WORK TO COMPLETE: Line by line, transcribe all of the entries exactly.

MATERIAL SHOWN:
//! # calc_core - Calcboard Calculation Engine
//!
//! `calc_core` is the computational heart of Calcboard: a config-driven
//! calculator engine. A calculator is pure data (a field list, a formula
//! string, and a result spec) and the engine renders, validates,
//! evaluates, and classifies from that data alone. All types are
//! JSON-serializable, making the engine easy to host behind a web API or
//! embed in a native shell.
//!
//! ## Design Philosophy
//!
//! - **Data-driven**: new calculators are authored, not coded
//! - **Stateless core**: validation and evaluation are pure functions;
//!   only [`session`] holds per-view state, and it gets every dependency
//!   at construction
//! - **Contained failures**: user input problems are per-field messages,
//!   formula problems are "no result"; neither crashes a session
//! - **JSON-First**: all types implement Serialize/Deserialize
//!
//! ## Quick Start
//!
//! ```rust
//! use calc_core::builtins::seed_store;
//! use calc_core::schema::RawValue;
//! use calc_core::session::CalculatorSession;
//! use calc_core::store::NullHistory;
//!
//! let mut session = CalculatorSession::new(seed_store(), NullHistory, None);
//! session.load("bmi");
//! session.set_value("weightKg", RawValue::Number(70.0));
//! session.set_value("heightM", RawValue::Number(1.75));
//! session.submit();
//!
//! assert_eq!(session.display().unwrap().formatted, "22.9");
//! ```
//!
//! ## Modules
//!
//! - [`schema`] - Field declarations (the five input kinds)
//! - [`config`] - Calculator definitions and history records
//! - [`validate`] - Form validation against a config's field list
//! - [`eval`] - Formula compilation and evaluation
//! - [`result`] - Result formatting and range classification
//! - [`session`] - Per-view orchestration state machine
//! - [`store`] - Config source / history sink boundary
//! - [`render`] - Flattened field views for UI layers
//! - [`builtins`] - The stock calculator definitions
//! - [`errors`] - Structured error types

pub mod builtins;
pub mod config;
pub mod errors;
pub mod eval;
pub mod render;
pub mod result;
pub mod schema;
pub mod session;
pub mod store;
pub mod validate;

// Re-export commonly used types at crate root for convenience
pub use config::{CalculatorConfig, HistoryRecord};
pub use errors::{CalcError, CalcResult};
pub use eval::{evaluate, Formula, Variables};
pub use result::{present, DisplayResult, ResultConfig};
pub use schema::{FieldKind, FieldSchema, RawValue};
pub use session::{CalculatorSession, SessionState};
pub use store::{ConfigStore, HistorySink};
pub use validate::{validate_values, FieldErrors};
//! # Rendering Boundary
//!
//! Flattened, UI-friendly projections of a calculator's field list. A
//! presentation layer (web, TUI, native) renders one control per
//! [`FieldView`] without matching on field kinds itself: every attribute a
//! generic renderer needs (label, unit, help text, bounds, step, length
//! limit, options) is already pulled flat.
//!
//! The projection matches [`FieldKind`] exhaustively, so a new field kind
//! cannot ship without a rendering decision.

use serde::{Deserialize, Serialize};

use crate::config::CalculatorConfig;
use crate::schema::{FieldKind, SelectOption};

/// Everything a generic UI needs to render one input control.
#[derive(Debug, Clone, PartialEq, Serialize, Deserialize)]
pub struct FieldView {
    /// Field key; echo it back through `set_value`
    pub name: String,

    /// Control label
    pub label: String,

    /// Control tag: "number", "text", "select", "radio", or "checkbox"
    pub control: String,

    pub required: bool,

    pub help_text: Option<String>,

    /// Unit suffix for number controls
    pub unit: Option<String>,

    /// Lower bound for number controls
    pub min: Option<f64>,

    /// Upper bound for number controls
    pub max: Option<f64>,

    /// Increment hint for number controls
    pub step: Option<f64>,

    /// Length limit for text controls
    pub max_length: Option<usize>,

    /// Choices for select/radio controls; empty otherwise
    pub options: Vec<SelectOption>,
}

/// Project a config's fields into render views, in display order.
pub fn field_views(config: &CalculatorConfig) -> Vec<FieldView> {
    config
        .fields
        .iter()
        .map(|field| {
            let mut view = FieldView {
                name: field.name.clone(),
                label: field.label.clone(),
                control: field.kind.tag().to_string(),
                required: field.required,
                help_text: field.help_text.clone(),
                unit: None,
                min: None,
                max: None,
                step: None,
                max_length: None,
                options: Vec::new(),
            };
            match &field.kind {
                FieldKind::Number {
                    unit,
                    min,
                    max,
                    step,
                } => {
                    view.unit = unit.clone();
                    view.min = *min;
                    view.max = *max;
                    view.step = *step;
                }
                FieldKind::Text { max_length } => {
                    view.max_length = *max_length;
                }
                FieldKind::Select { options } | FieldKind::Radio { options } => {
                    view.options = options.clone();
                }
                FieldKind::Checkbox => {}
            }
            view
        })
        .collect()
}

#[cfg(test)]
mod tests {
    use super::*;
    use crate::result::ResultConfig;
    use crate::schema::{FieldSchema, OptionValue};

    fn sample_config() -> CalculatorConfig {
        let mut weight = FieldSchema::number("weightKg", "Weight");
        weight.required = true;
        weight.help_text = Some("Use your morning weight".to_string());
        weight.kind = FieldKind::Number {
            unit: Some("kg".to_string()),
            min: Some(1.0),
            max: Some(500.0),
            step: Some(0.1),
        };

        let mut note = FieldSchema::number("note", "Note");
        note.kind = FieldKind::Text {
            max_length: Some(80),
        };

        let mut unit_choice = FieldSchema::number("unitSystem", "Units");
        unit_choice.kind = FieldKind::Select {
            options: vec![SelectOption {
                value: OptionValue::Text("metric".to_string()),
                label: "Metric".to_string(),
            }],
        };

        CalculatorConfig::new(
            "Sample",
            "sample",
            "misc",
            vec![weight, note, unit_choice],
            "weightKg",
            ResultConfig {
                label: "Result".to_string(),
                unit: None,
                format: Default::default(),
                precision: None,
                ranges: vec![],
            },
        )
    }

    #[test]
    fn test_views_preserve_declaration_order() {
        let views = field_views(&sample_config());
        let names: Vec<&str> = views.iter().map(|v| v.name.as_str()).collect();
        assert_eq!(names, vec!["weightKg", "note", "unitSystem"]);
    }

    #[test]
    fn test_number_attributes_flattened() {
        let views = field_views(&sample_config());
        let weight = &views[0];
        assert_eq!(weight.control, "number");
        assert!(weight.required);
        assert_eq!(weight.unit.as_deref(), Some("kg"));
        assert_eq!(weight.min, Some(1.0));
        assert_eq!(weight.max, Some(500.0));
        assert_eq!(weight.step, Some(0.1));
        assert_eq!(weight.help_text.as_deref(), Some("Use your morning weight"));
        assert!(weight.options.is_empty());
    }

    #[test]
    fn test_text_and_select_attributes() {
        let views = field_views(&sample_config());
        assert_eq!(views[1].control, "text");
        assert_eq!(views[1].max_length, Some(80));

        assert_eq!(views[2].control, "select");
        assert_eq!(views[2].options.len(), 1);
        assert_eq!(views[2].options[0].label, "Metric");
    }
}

RESULT:
//! # calc_core - Calcboard Calculation Engine
//!
//! `calc_core` is the computational heart of Calcboard: a config-driven
//! calculator engine. A calculator is pure data (a field list, a formula
//! string, and a result spec) and the engine renders, validates,
//! evaluates, and classifies from that data alone. All types are
//! JSON-serializable, making the engine easy to host behind a web API or
//! embed in a native shell.
//!
//! ## Design Philosophy
//!
//! - **Data-driven**: new calculators are authored, not coded
//! - **Stateless core**: validation and evaluation are pure functions;
//!   only [`session`] holds per-view state, and it gets every dependency
//!   at construction
//! - **Contained failures**: user input problems are per-field messages,
//!   formula problems are "no result"; neither crashes a session
//! - **JSON-First**: all types implement Serialize/Deserialize
//!
//! ## Quick Start
//!
//! ```rust
//! use calc_core::builtins::seed_store;
//! use calc_core::schema::RawValue;
//! use calc_core::session::CalculatorSession;
//! use calc_core::store::NullHistory;
//!
//! let mut session = CalculatorSession::new(seed_store(), NullHistory, None);
//! session.load("bmi");
//! session.set_value("weightKg", RawValue::Number(70.0));
//! session.set_value("heightM", RawValue::Number(1.75));
//! session.submit();
//!
//! assert_eq!(session.display().unwrap().formatted, "22.9");
//! ```
//!
//! ## Modules
//!
//! - [`schema`] - Field declarations (the five input kinds)
//! - [`config`] - Calculator definitions and history records
//! - [`validate`] - Form validation against a config's field list
//! - [`eval`] - Formula compilation and evaluation
//! - [`result`] - Result formatting and range classification
//! - [`session`] - Per-view orchestration state machine
//! - [`store`] - Config source / history sink boundary
//! - [`render`] - Flattened field views for UI layers
//! - [`builtins`] - The stock calculator definitions
//! - [`errors`] - Structured error types

pub mod builtins;
pub mod config;
pub mod errors;
pub mod eval;
pub mod render;
pub mod result;
pub mod schema;
pub mod session;
pub mod store;
pub mod validate;

// Re-export commonly used types at crate root for convenience
pub use config::{CalculatorConfig, HistoryRecord};
pub use errors::{CalcError, CalcResult};
pub use eval::{evaluate, Formula, Variables};
pub use result::{present, DisplayResult, ResultConfig};
pub use schema::{FieldKind, FieldSchema, RawValue};
pub use session::{CalculatorSession, SessionState};
pub use store::{ConfigStore, HistorySink};
pub use validate::{validate_values, FieldErrors};
//! # Rendering Boundary
//!
//! Flattened, UI-friendly projections of a calculator's field list. A
//! presentation layer (web, TUI, native) renders one control per
//! [`FieldView`] without matching on field kinds itself: every attribute a
//! generic renderer needs (label, unit, help text, bounds, step, length
//! limit, options) is already pulled flat.
//!
//! The projection matches [`FieldKind`] exhaustively, so a new field kind
//! cannot ship without a rendering decision.

use serde::{Deserialize, Serialize};

use crate::config::CalculatorConfig;
use crate::schema::{FieldKind, SelectOption};

/// Everything a generic UI needs to render one input control.
#[derive(Debug, Clone, PartialEq, Serialize, Deserialize)]
pub struct FieldView {
    /// Field key; echo it back through `set_value`
    pub name: String,

    /// Control label
    pub label: String,

    /// Control tag: "number", "text", "select", "radio", or "checkbox"
    pub control: String,

    pub required: bool,

    pub help_text: Option<String>,

    /// Unit suffix for number controls
    pub unit: Option<String>,

    /// Lower bound for number controls
    pub min: Option<f64>,

    /// Upper bound for number controls
    pub max: Option<f64>,

    /// Increment hint for number controls
    pub step: Option<f64>,

    /// Length limit for text controls
    pub max_length: Option<usize>,

    /// Choices for select/radio controls; empty otherwise
    pub options: Vec<SelectOption>,
}

/// Project a config's fields into render views, in display order.
pub fn field_views(config: &CalculatorConfig) -> Vec<FieldView> {
    config
        .fields
        .iter()
        .map(|field| {
            let mut view = FieldView {
                name: field.name.clone(),
                label: field.label.clone(),
                control: field.kind.tag().to_string(),
                required: field.required,
                help_text: field.help_text.clone(),
                unit: None,
                min: None,
                max: None,
                step: None,
                max_length: None,
                options: Vec::new(),
            };
            match &field.kind {
                FieldKind::Number {
                    unit,
                    min,
                    max,
                    step,
                } => {
                    view.unit = unit.clone();
                    view.min = *min;
                    view.max = *max;
                    view.step = *step;
                }
                FieldKind::Text { max_length } => {
                    view.max_length = *max_length;
                }
                FieldKind::Select { options } | FieldKind::Radio { options } => {
                    view.options = options.clone();
                }
                FieldKind::Checkbox => {}
            }
            view
        })
        .collect()
}

#[cfg(test)]
mod tests {
    use super::*;
    use crate::result::ResultConfig;
    use crate::schema::{FieldSchema, OptionValue};

    fn sample_config() -> CalculatorConfig {
        let mut weight = FieldSchema::number("weightKg", "Weight");
        weight.required = true;
        weight.help_text = Some("Use your morning weight".to_string());
        weight.kind = FieldKind::Number {
            unit: Some("kg".to_string()),
            min: Some(1.0),
            max: Some(500.0),
            step: Some(0.1),
        };

        let mut note = FieldSchema::number("note", "Note");
        note.kind = FieldKind::Text {
            max_length: Some(80),
        };

        let mut unit_choice = FieldSchema::number("unitSystem", "Units");
        unit_choice.kind = FieldKind::Select {
            options: vec![SelectOption {
                value: OptionValue::Text("metric".to_string()),
                label: "Metric".to_string(),
            }],
        };

        CalculatorConfig::new(
            "Sample",
            "sample",
            "misc",
            vec![weight, note, unit_choice],
            "weightKg",
            ResultConfig {
                label: "Result".to_string(),
                unit: None,
                format: Default::default(),
                precision: None,
                ranges: vec![],
            },
        )
    }

    #[test]
    fn test_views_preserve_declaration_order() {
        let views = field_views(&sample_config());
        let names: Vec<&str> = views.iter().map(|v| v.name.as_str()).collect();
        assert_eq!(names, vec!["weightKg", "note", "unitSystem"]);
    }

    #[test]
    fn test_number_attributes_flattened() {
        let views = field_views(&sample_config());
        let weight = &views[0];
        assert_eq!(weight.control, "number");
        assert!(weight.required);
        assert_eq!(weight.unit.as_deref(), Some("kg"));
        assert_eq!(weight.min, Some(1.0));
        assert_eq!(weight.max, Some(500.0));
        assert_eq!(weight.step, Some(0.1));
        assert_eq!(weight.help_text.as_deref(), Some("Use your morning weight"));
        assert!(weight.options.is_empty());
    }

    #[test]
    fn test_text_and_select_attributes() {
        let views = field_views(&sample_config());
        assert_eq!(views[1].control, "text");
        assert_eq!(views[1].max_length, Some(80));

        assert_eq!(views[2].control, "select");
        assert_eq!(views[2].options.len(), 1);
        assert_eq!(views[2].options[0].label, "Metric");
    }
}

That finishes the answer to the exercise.